Laura Theresa, Lady Alma-Tadema ( Epps; 16 April 1852 – 15 August 1909) was a British painter specialising in domestic and genre scenes of women and children. Eighteen of her paintings were exhibited at the Royal Academy. Her husband, Sir Lawrence Alma-Tadema, was one of the most prominent Victorian painters.

== Life ==
A daughter of Dr. George Napoleon Epps (who was brother of Dr. John Epps), she had two sisters who were also painters (Emily studied under John Brett, a Pre-Raphaelite, and Ellen under Ford Madox Brown), while Edmund Gosse and a stockbroker, Rowland Hill, were her brothers-in-law.
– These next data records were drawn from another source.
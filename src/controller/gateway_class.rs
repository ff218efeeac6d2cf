use super::{ControllerContext, Reconciler};
use crate::domain::{ConditionStatus, NamespacedName, Resource, ResourceKind, CONDITION_ADMITTED};
use crate::errors::Result;
use crate::status::StatusKind;
use crate::validation::validate_gateway_class;
use async_trait::async_trait;
use tracing::debug;

/// Admits GatewayClasses naming this controller
#[derive(Debug)]
pub struct GatewayClassReconciler {
    ctx: ControllerContext,
}

impl GatewayClassReconciler {
    pub fn new(ctx: ControllerContext) -> Self {
        Self { ctx }
    }
}

#[async_trait]
impl Reconciler for GatewayClassReconciler {
    fn kind(&self) -> ResourceKind {
        ResourceKind::GatewayClass
    }

    async fn reconcile(&self, key: &NamespacedName) -> Result<()> {
        let class = match self.ctx.cache.get(ResourceKind::GatewayClass, key) {
            Some(Resource::GatewayClass(class)) => class,
            _ => {
                self.ctx.status.remove(StatusKind::GatewayClass, key);
                debug!("GatewayClass is gone");
                return Ok(());
            }
        };

        if class.spec.controller != self.ctx.controller_name {
            debug!(controller = %class.spec.controller, "GatewayClass belongs to another controller");
            return Ok(());
        }

        let verdict = validate_gateway_class(&class);
        let mut accessor = self.ctx.status.accessor(StatusKind::GatewayClass, key, class.metadata.generation);
        match &verdict {
            Ok(()) => accessor.stage_condition(
                CONDITION_ADMITTED,
                ConditionStatus::True,
                "Valid",
                "Valid GatewayClass",
            ),
            Err(e) => accessor.stage_condition(CONDITION_ADMITTED, ConditionStatus::False, e.reason(), e.to_string()),
        }
        self.ctx.finish(accessor, verdict).await
    }
}
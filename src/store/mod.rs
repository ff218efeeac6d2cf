//! # Object Store Adapter
//!
//! Contract for the cluster object store the control plane reads from and
//! writes status and owned objects back to. [`InMemoryStore`] implements it
//! for tests and standalone runs.

pub mod manifest;
pub mod memory;

pub use manifest::{load_manifests, parse_json_manifest, parse_manifests, seed};
pub use memory::InMemoryStore;

use crate::domain::{NamespacedName, Resource, ResourceKind};
use crate::errors::Result;
use async_trait::async_trait;
use std::sync::Arc;
use tokio::sync::broadcast;

#[derive(Debug, Clone, Copy, PartialEq, Eq)]
pub enum WatchEventType {
    Added,
    Updated,
    Deleted,
}

impl WatchEventType {
    pub fn as_str(&self) -> &'static str {
        match self {
            Self::Added => "added",
            Self::Updated => "updated",
            Self::Deleted => "deleted",
        }
    }
}

/// Change notification for one resource
#[derive(Debug, Clone)]
pub struct WatchEvent {
    pub event_type: WatchEventType,
    pub resource: Arc<Resource>,
}

#[async_trait]
pub trait ObjectStore: Send + Sync {
    /// Fetch one object; `Error::NotFound` when absent
    async fn get(&self, kind: ResourceKind, key: &NamespacedName) -> Result<Resource>;

    /// List objects of `kind`, optionally restricted to one namespace
    async fn list(&self, kind: ResourceKind, namespace: Option<&str>) -> Result<Vec<Resource>>;

    async fn create(&self, resource: Resource) -> Result<Resource>;

    /// Replace spec and metadata. Status is left untouched.
    async fn update(&self, resource: Resource) -> Result<Resource>;

    /// Replace status only
    async fn update_status(&self, resource: Resource) -> Result<Resource>;

    async fn delete(&self, kind: ResourceKind, key: &NamespacedName) -> Result<()>;

    /// Subscribe to change notifications for every kind
    fn watch(&self) -> broadcast::Receiver<WatchEvent>;
}
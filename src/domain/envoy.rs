//! Envoy fleet resources, whose owned Service fronts the data plane.

use super::condition::Condition;
use super::meta::ObjectMeta;
use serde::{Deserialize, Serialize};

/// Label on owned objects naming the owning Envoy
pub const OWNING_ENVOY_NAME_LABEL: &str = "meridian.dev/owning-envoy-name";
/// Label on owned objects naming the owning Envoy's namespace
pub const OWNING_ENVOY_NS_LABEL: &str = "meridian.dev/owning-envoy-namespace";
/// Finalizer guarding owned-object cleanup
pub const ENVOY_FINALIZER: &str = "meridian.dev/envoy-finalizer";

#[derive(Debug, Clone, Copy, Default, PartialEq, Eq, Serialize, Deserialize)]
pub enum NetworkPublishingType {
    #[default]
    LoadBalancerService,
    NodePortService,
    ClusterIPService,
}

#[derive(Debug, Clone, Copy, Default, PartialEq, Eq, Serialize, Deserialize)]
pub enum LoadBalancerScope {
    #[default]
    External,
    Internal,
}

#[derive(Debug, Clone, Copy, Default, PartialEq, Eq, Hash, Serialize, Deserialize)]
pub enum LoadBalancerProviderType {
    #[default]
    AWS,
    Azure,
    GCP,
}

#[derive(Debug, Clone, Default, PartialEq, Serialize, Deserialize)]
#[serde(default)]
pub struct ProviderLoadBalancerParameters {
    #[serde(rename = "type")]
    pub type_: LoadBalancerProviderType,
}

#[derive(Debug, Clone, Default, PartialEq, Serialize, Deserialize)]
#[serde(rename_all = "camelCase", default)]
pub struct LoadBalancerStrategy {
    pub scope: LoadBalancerScope,
    pub provider_parameters: ProviderLoadBalancerParameters,
}

#[derive(Debug, Clone, Default, PartialEq, Eq, Serialize, Deserialize)]
#[serde(rename_all = "camelCase")]
pub struct ContainerPort {
    pub name: String,
    pub port_number: u32,
}

impl ContainerPort {
    pub fn new<S: Into<String>>(name: S, port_number: u32) -> Self {
        Self { name: name.into(), port_number }
    }
}

#[derive(Debug, Clone, PartialEq, Serialize, Deserialize)]
#[serde(rename_all = "camelCase", default)]
pub struct NetworkPublishing {
    #[serde(rename = "type")]
    pub type_: NetworkPublishingType,
    pub load_balancer: LoadBalancerStrategy,
    pub container_ports: Vec<ContainerPort>,
}

impl Default for NetworkPublishing {
    fn default() -> Self {
        Self {
            type_: NetworkPublishingType::default(),
            load_balancer: LoadBalancerStrategy::default(),
            container_ports: vec![ContainerPort::new("http", 8080), ContainerPort::new("https", 8443)],
        }
    }
}

#[derive(Debug, Clone, Default, PartialEq, Serialize, Deserialize)]
#[serde(rename_all = "camelCase", default)]
pub struct EnvoySpec {
    pub network_publishing: NetworkPublishing,
}

#[derive(Debug, Clone, Default, PartialEq, Serialize, Deserialize)]
#[serde(rename_all = "camelCase", default)]
pub struct EnvoyStatus {
    pub available_envoys: u32,
    pub conditions: Vec<Condition>,
}

#[derive(Debug, Clone, Default, PartialEq, Serialize, Deserialize)]
#[serde(default)]
pub struct Envoy {
    pub metadata: ObjectMeta,
    pub spec: EnvoySpec,
    pub status: EnvoyStatus,
}
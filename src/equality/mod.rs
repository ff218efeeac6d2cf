//! # Equality Checks
//!
//! Desired-vs-current comparisons used to keep reconciles idempotent. Each
//! service check ignores the fields the store assigns dynamically and,
//! when something relevant differs, returns the current object with the
//! desired values patched in. `None` means no write is needed.

use crate::domain::{Condition, GatewayStatus, Service};

/// ClusterIP services: the cluster IP is assigned by the store.
pub fn cluster_ip_service_changed(current: &Service, expected: &Service) -> Option<Service> {
    let mut updated = current.clone();
    let mut changed = false;

    if current.spec.ports != expected.spec.ports {
        updated.spec.ports = expected.spec.ports.clone();
        changed = true;
    }
    changed |= sync_common(&mut updated, current, expected, false);

    changed.then_some(updated)
}

/// LoadBalancer services: node ports and the health check node port are
/// assigned by the store, so ports compare field by field.
pub fn load_balancer_service_changed(current: &Service, expected: &Service) -> Option<Service> {
    let mut updated = current.clone();
    let mut changed = false;

    if current.spec.ports.len() != expected.spec.ports.len() {
        updated.spec.ports = expected.spec.ports.clone();
        changed = true;
    } else {
        for (port, wanted) in updated.spec.ports.iter_mut().zip(&expected.spec.ports) {
            if port.name != wanted.name
                || port.protocol != wanted.protocol
                || port.port != wanted.port
                || port.target_port != wanted.target_port
            {
                port.name = wanted.name.clone();
                port.protocol = wanted.protocol;
                port.port = wanted.port;
                port.target_port = wanted.target_port;
                changed = true;
            }
        }
    }
    changed |= sync_common(&mut updated, current, expected, true);

    changed.then_some(updated)
}

/// NodePort services: node ports are chosen by us, so ports compare whole.
pub fn node_port_service_changed(current: &Service, expected: &Service) -> Option<Service> {
    let mut updated = current.clone();
    let mut changed = false;

    if current.spec.ports != expected.spec.ports {
        updated.spec.ports = expected.spec.ports.clone();
        changed = true;
    }
    changed |= sync_common(&mut updated, current, expected, true);

    changed.then_some(updated)
}

fn sync_common(updated: &mut Service, current: &Service, expected: &Service, external: bool) -> bool {
    let mut changed = false;

    if current.spec.selector != expected.spec.selector {
        updated.spec.selector = expected.spec.selector.clone();
        changed = true;
    }
    if current.spec.session_affinity != expected.spec.session_affinity {
        updated.spec.session_affinity = expected.spec.session_affinity;
        changed = true;
    }
    if current.spec.type_ != expected.spec.type_ {
        updated.spec.type_ = expected.spec.type_;
        changed = true;
    }

    if external {
        if current.spec.external_traffic_policy != expected.spec.external_traffic_policy {
            updated.spec.external_traffic_policy = expected.spec.external_traffic_policy;
            changed = true;
        }
        if current.metadata.annotations != expected.metadata.annotations {
            updated.metadata.annotations = expected.metadata.annotations.clone();
            changed = true;
        }
    }

    changed
}

/// Condition lists differ, ignoring order and transition times
pub fn conditions_changed(current: &[Condition], expected: &[Condition]) -> bool {
    if current.len() != expected.len() {
        return true;
    }
    expected.iter().any(|want| !current.iter().any(|have| have.same_state(want)))
}

pub fn gateway_status_changed(current: &GatewayStatus, expected: &GatewayStatus) -> bool {
    current.addresses != expected.addresses || conditions_changed(&current.conditions, &expected.conditions)
}
//! In-memory object store with generation and resource-version semantics.

use super::{ObjectStore, WatchEvent, WatchEventType};
use crate::domain::{NamespacedName, Resource, ResourceKind};
use crate::errors::{Error, Result};
use async_trait::async_trait;
use chrono::Utc;
use std::collections::BTreeMap;
use std::sync::atomic::{AtomicU64, Ordering};
use std::sync::{Arc, RwLock};
use tokio::sync::broadcast;
use tracing::debug;

const WATCH_CAPACITY: usize = 1024;

type ObjectKey = (ResourceKind, NamespacedName);

/// Store keyed by kind and namespace/name.
///
/// `generation` increments on spec changes only; `resource_version`
/// increments on every write and is checked on update when non-zero.
/// Deleting an object that still carries finalizers marks it deleting and
/// it is removed once an update clears the last finalizer.
#[derive(Debug)]
pub struct InMemoryStore {
    objects: RwLock<BTreeMap<ObjectKey, Resource>>,
    resource_version: AtomicU64,
    events: broadcast::Sender<WatchEvent>,
}

impl Default for InMemoryStore {
    fn default() -> Self {
        Self::new()
    }
}

impl InMemoryStore {
    pub fn new() -> Self {
        let (events, _) = broadcast::channel(WATCH_CAPACITY);
        Self { objects: RwLock::new(BTreeMap::new()), resource_version: AtomicU64::new(0), events }
    }

    fn next_version(&self) -> u64 {
        self.resource_version.fetch_add(1, Ordering::SeqCst) + 1
    }

    fn publish(&self, event_type: WatchEventType, resource: &Resource) {
        // No receivers is fine; the pipeline lists on start.
        let _ = self.events.send(WatchEvent { event_type, resource: Arc::new(resource.clone()) });
    }

    fn check_version(stored: &Resource, incoming: &Resource) -> Result<()> {
        let want = incoming.meta().resource_version;
        let have = stored.meta().resource_version;
        if want != 0 && want != have {
            return Err(Error::conflict(format!(
                "{} {} has resource version {}, write was based on {}",
                stored.kind(),
                stored.key(),
                have,
                want
            )));
        }
        Ok(())
    }

    /// Number of stored objects of `kind`
    pub fn count(&self, kind: ResourceKind) -> usize {
        self.objects.read().expect("object store lock poisoned").keys().filter(|(k, _)| *k == kind).count()
    }
}

#[async_trait]
impl ObjectStore for InMemoryStore {
    async fn get(&self, kind: ResourceKind, key: &NamespacedName) -> Result<Resource> {
        self.objects
            .read()
            .expect("object store lock poisoned")
            .get(&(kind, key.clone()))
            .cloned()
            .ok_or_else(|| Error::not_found(kind.as_str(), key.to_string()))
    }

    async fn list(&self, kind: ResourceKind, namespace: Option<&str>) -> Result<Vec<Resource>> {
        let objects = self.objects.read().expect("object store lock poisoned");
        Ok(objects
            .iter()
            .filter(|((k, key), _)| *k == kind && namespace.is_none_or(|ns| key.namespace == ns))
            .map(|(_, resource)| resource.clone())
            .collect())
    }

    async fn create(&self, mut resource: Resource) -> Result<Resource> {
        let key = (resource.kind(), resource.key());
        if key.1.name.is_empty() {
            return Err(Error::validation_field("name is required", "metadata.name"));
        }

        let created = {
            let mut objects = self.objects.write().expect("object store lock poisoned");
            if objects.contains_key(&key) {
                return Err(Error::conflict(format!("{} {} already exists", key.0, key.1)));
            }

            let version = self.next_version();
            let meta = resource.meta_mut();
            meta.generation = 1;
            meta.resource_version = version;
            meta.deletion_timestamp = None;
            objects.insert(key.clone(), resource.clone());
            resource
        };

        debug!(kind = %key.0, key = %key.1, "Object created");
        self.publish(WatchEventType::Added, &created);
        Ok(created)
    }

    async fn update(&self, mut resource: Resource) -> Result<Resource> {
        let key = (resource.kind(), resource.key());

        let (event_type, updated) = {
            let mut objects = self.objects.write().expect("object store lock poisoned");
            let stored = objects
                .get(&key)
                .ok_or_else(|| Error::not_found(key.0.as_str(), key.1.to_string()))?;
            Self::check_version(stored, &resource)?;

            let generation = if stored.spec_eq(&resource) {
                stored.meta().generation
            } else {
                stored.meta().generation + 1
            };
            let deletion_timestamp = stored.meta().deletion_timestamp;
            resource.copy_status_from(stored);

            let version = self.next_version();
            let meta = resource.meta_mut();
            meta.generation = generation;
            meta.resource_version = version;
            meta.deletion_timestamp = deletion_timestamp;

            if meta.is_deleting() && meta.finalizers.is_empty() {
                objects.remove(&key);
                (WatchEventType::Deleted, resource)
            } else {
                objects.insert(key.clone(), resource.clone());
                (WatchEventType::Updated, resource)
            }
        };

        debug!(kind = %key.0, key = %key.1, event = event_type.as_str(), "Object updated");
        self.publish(event_type, &updated);
        Ok(updated)
    }

    async fn update_status(&self, resource: Resource) -> Result<Resource> {
        let key = (resource.kind(), resource.key());

        let updated = {
            let mut objects = self.objects.write().expect("object store lock poisoned");
            let stored = objects
                .get_mut(&key)
                .ok_or_else(|| Error::not_found(key.0.as_str(), key.1.to_string()))?;
            Self::check_version(stored, &resource)?;

            stored.copy_status_from(&resource);
            stored.meta_mut().resource_version = self.next_version();
            stored.clone()
        };

        self.publish(WatchEventType::Updated, &updated);
        Ok(updated)
    }

    async fn delete(&self, kind: ResourceKind, key: &NamespacedName) -> Result<()> {
        let (event_type, resource) = {
            let mut objects = self.objects.write().expect("object store lock poisoned");
            let object_key = (kind, key.clone());
            let stored = objects
                .get_mut(&object_key)
                .ok_or_else(|| Error::not_found(kind.as_str(), key.to_string()))?;

            if stored.meta().finalizers.is_empty() {
                let removed = objects.remove(&object_key).ok_or_else(|| {
                    Error::internal(format!("{} {} vanished while holding the lock", kind, key))
                })?;
                (WatchEventType::Deleted, removed)
            } else {
                if stored.meta().deletion_timestamp.is_none() {
                    let version = self.next_version();
                    let meta = stored.meta_mut();
                    meta.deletion_timestamp = Some(Utc::now());
                    meta.resource_version = version;
                }
                (WatchEventType::Updated, stored.clone())
            }
        };

        debug!(kind = %kind, key = %key, event = event_type.as_str(), "Object delete requested");
        self.publish(event_type, &resource);
        Ok(())
    }

    fn watch(&self) -> broadcast::Receiver<WatchEvent> {
        self.events.subscribe()
    }
}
It was at Madox Brown's home that Alma-Tadema first met her in December 1869, when she was aged 17 and he was 33. (His first wife had died in May that year.) He fell in love at first sight, and so it was partly her presence in London (and partly the fact that only in England had his work consistently sold) that influenced him into relocating to England rather than elsewhere when forced to leave the continent by the outbreak of the Franco-Prussian War in July 1870.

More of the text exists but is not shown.